Девчата ее не остановили. Не подбежали они и к окошку, когда дверь за нею захлопнулась, чтобы поглядеть, куда она пойдет дальше, хотя их и разбирало тревожное любопытство — их остановил суровый взгляд Глафиры.
А Настя и сама не знала, что она сделает и куда направит свои стопы дальше, когда выйдет из землянки. Она почувствовала только, что ей стало уже совсем невмоготу и надо непременно выйти, чтобы только не оставаться тут вместе с девчатами, не видеть больше их взглядов и не мучиться самой. И только когда вышла и огляделась, когда увидела над головой чистое синее небо и в этом чистом синем небе солнце, поняла, причем не то с радостью, не то с ужасом, что пойдет она не куда-нибудь, а в землянку к летчикам, хотя и плохо представляла себе, что там, у летчиков, будет делать и что говорить.
Так уж повелось в полку: когда случались потери, о погибших либо молчали, чтобы зря не пустословить да и себя не травить, не думать, а кто следующий, либо с дотошностью выискивали что-то такое, что могло бы в какой-то мере как-то объяснить, а то и оправдать случившееся.

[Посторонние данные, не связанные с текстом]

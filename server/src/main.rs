//! Standalone AgentDeck server binary. Run with --port and --dist, or use defaults.

use std::path::PathBuf;
use std::sync::{Arc, Mutex};

use common::{config, db, notify};
use server::{run_web_server, AppState, SqliteSink};

const DEFAULT_PORT: u16 = 5190;

fn main() -> anyhow::Result<()> {
    tracing_subscriber::fmt()
        .with_env_filter(
            tracing_subscriber::EnvFilter::try_from_default_env()
                .unwrap_or_else(|_| tracing_subscriber::EnvFilter::new("info,common=debug")),
        )
        .init();

    let cfg = config::ensure_loaded();
    let mut port = DEFAULT_PORT;
    let mut dist: Option<PathBuf> = None;

    let args: Vec<String> = std::env::args().collect();
    let mut i = 1;
    while i < args.len() {
        if args[i] == "--port" && i + 1 < args.len() {
            port = args[i + 1].parse().unwrap_or(DEFAULT_PORT);
            i += 2;
            continue;
        }
        if args[i] == "--dist" && i + 1 < args.len() {
            dist = Some(PathBuf::from(&args[i + 1]));
            i += 2;
            continue;
        }
        i += 1;
    }

    std::fs::create_dir_all(&cfg.working_dir)?;
    let conn = db::open_db(&cfg.working_dir)?;
    let db = Arc::new(Mutex::new(conn));

    let notifier = notify::notifier_from_config(cfg);
    let registry = common::pty::PtyRegistry::new(
        Arc::new(SqliteSink { db: db.clone() }),
        notifier,
    );

    let state = AppState {
        registry,
        db,
        working_dir: cfg.working_dir.clone(),
        dist,
    };

    let rt = tokio::runtime::Runtime::new()?;
    rt.block_on(run_web_server(port, state))
}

И делалось это всегда со знанием дела, солидно и неторопливо: если молчали, то долго и упорно, если же начинали копаться в причинах, то уж вытаскивали на свет божий все, что ни попадалось под руку, в том числе и такое, о чем в другой раз вслух постеснялись бы говорить.

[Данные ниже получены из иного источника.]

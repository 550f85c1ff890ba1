//! One live PTY session: the chunk pipeline that batches output into
//! size-capped `pty-data` messages, per-client ACK accounting that pauses and
//! resumes the PTY reader, prompt/idle interaction detection, and the probe
//! state for the silent resume-failure restart.
//!
//! All mutable state sits behind one mutex and is never held across an await;
//! client sends go through unbounded channels and the PTY reader lives on its
//! own thread, so handlers stay lock-then-leave.

use std::collections::HashMap;
use std::sync::{Arc, Mutex, MutexGuard};
use std::time::{Duration, Instant};

use bytes::{Bytes, BytesMut};
use tokio::task::JoinHandle;
use tracing::{info, warn};

use crate::notify::PushNotifier;
use crate::session::SessionRecord;

use super::client::{ClientHandle, ServerMessage};
use super::interaction::chunk_requests_interaction;
use super::process::PtyProcess;
use super::{
    ACK_PAUSE_THRESHOLD, ACK_RESUME_THRESHOLD, IDLE_THRESHOLD_MS, OUTPUT_BATCH_INTERVAL_MS,
    OUTPUT_MAX_BUFFER_SIZE, OUTPUT_MAX_CHUNK_SIZE, OUTPUT_THROTTLE_MS, PAUSE_TIMEOUT_MS,
    RESUME_FAILURE_MARKER, RETRY_DETECTION_LIMIT,
};

struct SessionState {
    clients: Vec<ClientHandle>,
    /// Unacked bytes per client id. Every attached client has an entry.
    pending_bytes: HashMap<u64, u64>,

    /// Output chunks not yet fully sent, plus how many from the head already
    /// went out. The index avoids head-slicing the backlog on every flush.
    chunks: Vec<Bytes>,
    buffer_size: usize,
    chunks_sent: usize,
    flush_timer: Option<JoinHandle<()>>,
    last_flush: Option<Instant>,

    last_output: Instant,
    idle_timer: Option<JoinHandle<()>>,
    interaction_notified: bool,

    /// Resume-failure probe: first ≤1 KiB of output after a resume attempt.
    retry_buffer: Vec<u8>,
    retry_complete: bool,
    restarting: bool,

    paused: bool,
    pause_timeout: Option<JoinHandle<()>>,

    /// Set once on exit/stop; all later events are ignored.
    stopped: bool,
}

/// A live PTY bound to a persisted session. Owned by the registry.
pub struct PtySession {
    pub(crate) record: SessionRecord,
    pub(crate) initial_prompt: Option<String>,
    /// True when started with `--resume`: arms the stale-conversation probe.
    resume_probe: bool,
    pub(crate) process: PtyProcess,
    notifier: Arc<dyn PushNotifier>,
    state: Mutex<SessionState>,
}

impl std::fmt::Debug for PtySession {
    fn fmt(&self, f: &mut std::fmt::Formatter<'_>) -> std::fmt::Result {
        f.debug_struct("PtySession")
            .field("session_id", &self.record.session_id)
            .finish()
    }
}

impl PtySession {
    pub(crate) fn new(
        record: SessionRecord,
        initial_prompt: Option<String>,
        resume_probe: bool,
        process: PtyProcess,
        notifier: Arc<dyn PushNotifier>,
    ) -> Arc<Self> {
        Arc::new(Self {
            record,
            initial_prompt,
            resume_probe,
            process,
            notifier,
            state: Mutex::new(SessionState {
                clients: Vec::new(),
                pending_bytes: HashMap::new(),
                chunks: Vec::new(),
                buffer_size: 0,
                chunks_sent: 0,
                flush_timer: None,
                last_flush: None,
                last_output: Instant::now(),
                idle_timer: None,
                interaction_notified: false,
                retry_buffer: Vec::new(),
                retry_complete: false,
                restarting: false,
                paused: false,
                pause_timeout: None,
                stopped: false,
            }),
        })
    }

    pub fn session_id(&self) -> &str {
        &self.record.session_id
    }

    pub fn record(&self) -> &SessionRecord {
        &self.record
    }

    fn lock(&self) -> MutexGuard<'_, SessionState> {
        self.state.lock().expect("session state poisoned")
    }

    /// Add a client to the fan-out set. False once the session is winding down.
    pub fn attach(&self, client: ClientHandle) -> bool {
        let mut st = self.lock();
        if st.stopped {
            return false;
        }
        st.pending_bytes.insert(client.id, 0);
        st.clients.push(client);
        true
    }

    /// Remove a client and re-check the pause: a stuck client leaving must
    /// unblock the others.
    pub fn detach(&self, client_id: u64) {
        let mut st = self.lock();
        st.clients.retain(|c| c.id != client_id);
        st.pending_bytes.remove(&client_id);
        self.maybe_resume(&mut st);
    }

    /// Apply a client ACK and resume the PTY if everyone has caught up.
    pub fn handle_ack(&self, client_id: u64, bytes: u64) {
        let mut st = self.lock();
        if let Some(p) = st.pending_bytes.get_mut(&client_id) {
            *p = p.saturating_sub(bytes);
        }
        self.maybe_resume(&mut st);
    }

    pub fn is_paused(&self) -> bool {
        self.lock().paused
    }

    pub fn attached_clients(&self) -> usize {
        self.lock().clients.len()
    }

    pub fn is_restarting(&self) -> bool {
        self.lock().restarting
    }

    /// Called before an explicit stop so the exit handler takes the normal
    /// path even if a restart probe fired concurrently.
    pub(crate) fn mark_stopping(&self) {
        self.lock().restarting = false;
    }

    /// One raw chunk from the PTY reader.
    pub(crate) fn handle_output(self: &Arc<Self>, data: Bytes) {
        let mut st = self.lock();
        if st.stopped || st.restarting {
            return;
        }

        // Resume-failure probe: scan the first 1 KiB for the stale marker.
        if self.resume_probe && !st.retry_complete {
            let room = RETRY_DETECTION_LIMIT.saturating_sub(st.retry_buffer.len());
            let take = data.len().min(room);
            st.retry_buffer.extend_from_slice(&data[..take]);
            if contains_marker(&st.retry_buffer) {
                st.restarting = true;
                st.retry_complete = true;
                st.retry_buffer = Vec::new();
                drop(st);
                info!(session_id = %self.record.session_id, "stale conversation on resume; restarting");
                if let Err(e) = self.process.kill() {
                    warn!(session_id = %self.record.session_id, error = %e, "kill for restart failed");
                }
                return;
            }
            if st.retry_buffer.len() >= RETRY_DETECTION_LIMIT {
                st.retry_complete = true;
                st.retry_buffer = Vec::new();
            }
        }

        // Interaction detection: a prompt-looking chunk notifies once; any
        // other output re-arms the edge trigger.
        st.last_output = Instant::now();
        if chunk_requests_interaction(&data) {
            self.notify_interaction(&mut st, "Input prompt detected");
        } else {
            st.interaction_notified = false;
        }
        if st.idle_timer.is_none() {
            self.arm_idle_timer(&mut st);
        }

        // Chunk pipeline.
        st.buffer_size += data.len();
        st.chunks.push(data);
        if st.buffer_size > OUTPUT_MAX_BUFFER_SIZE {
            let mut dropped = 0usize;
            while st.buffer_size > OUTPUT_MAX_BUFFER_SIZE && !st.chunks.is_empty() {
                let c = st.chunks.remove(0);
                st.buffer_size -= c.len();
                dropped += 1;
            }
            st.chunks_sent = st.chunks_sent.saturating_sub(dropped);
            warn!(
                session_id = %self.record.session_id,
                dropped,
                "output buffer overflow, dropping oldest chunks; flow control is misconfigured"
            );
        }
        if st.flush_timer.is_none() {
            self.schedule_flush(&mut st, Duration::from_millis(OUTPUT_BATCH_INTERVAL_MS));
        }
    }

    /// Send up to one size-capped `pty-data` message to every client.
    fn flush(self: &Arc<Self>) {
        let mut st = self.lock();
        st.flush_timer = None;
        if st.stopped {
            return;
        }
        let unsent = unsent_len(&st.chunks, st.chunks_sent);
        if unsent == 0 {
            return;
        }

        // Throttle: space flushes out unless a full message is already waiting.
        if let Some(last) = st.last_flush {
            let elapsed = last.elapsed();
            let min_gap = Duration::from_millis(OUTPUT_THROTTLE_MS);
            if elapsed < min_gap && unsent < OUTPUT_MAX_CHUNK_SIZE {
                let remaining = min_gap - elapsed;
                self.schedule_flush(&mut st, remaining);
                return;
            }
        }

        let (payload, taken) = collect_batch(&st.chunks, st.chunks_sent);
        st.chunks_sent += taken;
        if st.chunks_sent == st.chunks.len() {
            st.chunks.clear();
            st.chunks_sent = 0;
            st.buffer_size = 0;
        }
        st.last_flush = Some(Instant::now());

        self.send_data(&mut st, &payload);

        if unsent_len(&st.chunks, st.chunks_sent) > 0 {
            self.schedule_flush(&mut st, Duration::from_millis(OUTPUT_THROTTLE_MS));
        }
    }

    /// Deliver one payload to all clients, bump their unacked counts, and
    /// pause the PTY when someone falls too far behind.
    fn send_data(self: &Arc<Self>, st: &mut SessionState, payload: &[u8]) {
        let msg = ServerMessage::PtyData {
            session_id: self.record.session_id.clone(),
            data: String::from_utf8_lossy(payload).into_owned(),
        };
        let len = payload.len() as u64;
        let mut delivered: Vec<u64> = Vec::with_capacity(st.clients.len());
        for c in &st.clients {
            if c.send(msg.clone()) {
                delivered.push(c.id);
            }
            // A failed send means the socket is going away; the close handler
            // will detach it. Never remove here.
        }
        for id in delivered {
            *st.pending_bytes.entry(id).or_insert(0) += len;
        }

        if !st.paused {
            let worst = st.pending_bytes.values().copied().max().unwrap_or(0);
            if worst >= ACK_PAUSE_THRESHOLD {
                st.paused = true;
                self.process.pause();
                self.arm_pause_timeout(st);
            }
        }
    }

    fn maybe_resume(&self, st: &mut SessionState) {
        if !st.paused {
            return;
        }
        let worst = st.pending_bytes.values().copied().max().unwrap_or(0);
        if worst < ACK_RESUME_THRESHOLD {
            st.paused = false;
            if let Some(t) = st.pause_timeout.take() {
                t.abort();
            }
            self.process.resume();
        }
    }

    fn arm_pause_timeout(self: &Arc<Self>, st: &mut SessionState) {
        if let Some(t) = st.pause_timeout.take() {
            t.abort();
        }
        let session = Arc::clone(self);
        st.pause_timeout = Some(tokio::spawn(async move {
            tokio::time::sleep(Duration::from_millis(PAUSE_TIMEOUT_MS)).await;
            let mut st = session.lock();
            st.pause_timeout = None;
            if st.paused {
                st.paused = false;
                session.process.resume();
                warn!(
                    session_id = %session.record.session_id,
                    "client never acked for {PAUSE_TIMEOUT_MS}ms; force-resuming PTY"
                );
            }
        }));
    }

    fn schedule_flush(self: &Arc<Self>, st: &mut SessionState, delay: Duration) {
        let session = Arc::clone(self);
        st.flush_timer = Some(tokio::spawn(async move {
            tokio::time::sleep(delay).await;
            session.flush();
        }));
    }

    fn arm_idle_timer(self: &Arc<Self>, st: &mut SessionState) {
        let session = Arc::clone(self);
        st.idle_timer = Some(tokio::spawn(async move {
            tokio::time::sleep(Duration::from_millis(IDLE_THRESHOLD_MS)).await;
            let mut st = session.lock();
            st.idle_timer = None;
            if st.stopped {
                return;
            }
            if st.last_output.elapsed() >= Duration::from_millis(IDLE_THRESHOLD_MS) {
                session.notify_interaction(&mut st, "Waiting for input (idle)");
            }
        }));
    }

    /// Edge-triggered: one broadcast + one push per quiet period.
    fn notify_interaction(&self, st: &mut SessionState, reason: &str) {
        if st.interaction_notified {
            return;
        }
        st.interaction_notified = true;
        let msg = ServerMessage::InteractionNeeded {
            session_id: self.record.session_id.clone(),
            reason: reason.to_string(),
        };
        for c in &st.clients {
            let _ = c.send(msg.clone());
        }

        let notifier = Arc::clone(&self.notifier);
        let session_id = self.record.session_id.clone();
        let name = self.record.friendly_name.clone();
        let reason = reason.to_string();
        tokio::spawn(async move {
            let data = serde_json::json!({ "sessionId": session_id, "reason": reason });
            if let Err(e) = notifier.send("Agent waiting for input", &name, data).await {
                warn!(%session_id, error = %e, "push notification failed");
            }
        });
    }

    /// Non-restart exit: drain what is left, tell every client, tear down.
    pub(crate) fn finish_exit(self: &Arc<Self>, exit_code: u32) {
        let mut st = self.lock();
        if st.stopped {
            return;
        }
        st.stopped = true;

        while unsent_len(&st.chunks, st.chunks_sent) > 0 {
            let (payload, taken) = collect_batch(&st.chunks, st.chunks_sent);
            st.chunks_sent += taken;
            self.send_data(&mut st, &payload);
        }

        let msg = ServerMessage::PtyExit {
            session_id: self.record.session_id.clone(),
            exit_code: exit_code as i32,
        };
        for c in &st.clients {
            let _ = c.send(msg.clone());
        }
        Self::teardown(&mut st);
    }

    /// Restart exit: keep the clients for the replacement session, tear down
    /// everything else, emit nothing.
    pub(crate) fn take_clients_for_restart(&self) -> Vec<ClientHandle> {
        let mut st = self.lock();
        st.stopped = true;
        let clients = std::mem::take(&mut st.clients);
        Self::teardown(&mut st);
        clients
    }

    fn teardown(st: &mut SessionState) {
        for t in [
            st.flush_timer.take(),
            st.idle_timer.take(),
            st.pause_timeout.take(),
        ]
        .into_iter()
        .flatten()
        {
            t.abort();
        }
        st.chunks.clear();
        st.chunks_sent = 0;
        st.buffer_size = 0;
        st.clients.clear();
        st.pending_bytes.clear();
        st.paused = false;
        st.retry_buffer = Vec::new();
    }
}

fn contains_marker(buf: &[u8]) -> bool {
    buf.windows(RESUME_FAILURE_MARKER.len())
        .any(|w| w == RESUME_FAILURE_MARKER.as_bytes())
}

fn unsent_len(chunks: &[Bytes], sent: usize) -> usize {
    chunks[sent..].iter().map(|c| c.len()).sum()
}

/// Concatenate whole chunks from `from` up to the outbound message cap.
/// Always takes at least one chunk so an oversized chunk still drains.
fn collect_batch(chunks: &[Bytes], from: usize) -> (Bytes, usize) {
    let mut total = 0usize;
    let mut taken = 0usize;
    for c in &chunks[from..] {
        if taken > 0 && total + c.len() > OUTPUT_MAX_CHUNK_SIZE {
            break;
        }
        total += c.len();
        taken += 1;
        if total >= OUTPUT_MAX_CHUNK_SIZE {
            break;
        }
    }
    let mut buf = BytesMut::with_capacity(total);
    for c in &chunks[from..from + taken] {
        buf.extend_from_slice(c);
    }
    (buf.freeze(), taken)
}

Настя, конечно, ничего этого не знала, но, направляясь в землянку к летчикам, не сомневалась, что те сейчас больше, чем кто-либо другой на аэродроме, были удручены случившимся, что у них сейчас только и разговору было, как о лейтенанте Башенине и его экипаже. Но каково же были ее удивление, когда в ответ на свой робкий стук в дверь она услышала не «войдите» или «кто там?», ж самый что ни на есть натуральный смех, а потом, когда смех стих, чей-то голос: «Нет, ты посмотри, а! До крови прокусил. Вот стервец!» Настя подумала, что ошиблась землянкой. Но землянка была та самая, и тогда она постучала в дверь громче и, не дожидаясь ответа, решительно взяла ручку на себя. Вид у нее, когда она шагнула вперед, сразу попав из полутемного тамбура в полосу света, был, верно, не совсем дружелюбный, потому что летчики, еще не разобрав толком, кто это так бесцеремонно вторгся в их владения, тут же повскакали с мест и начали поспешно приводить себя в порядок. Потом, увидев, что это всего-то девушка из БАО, уставились на нее во все глаза и с вежливым любопытством стали ожидать, что она скажет.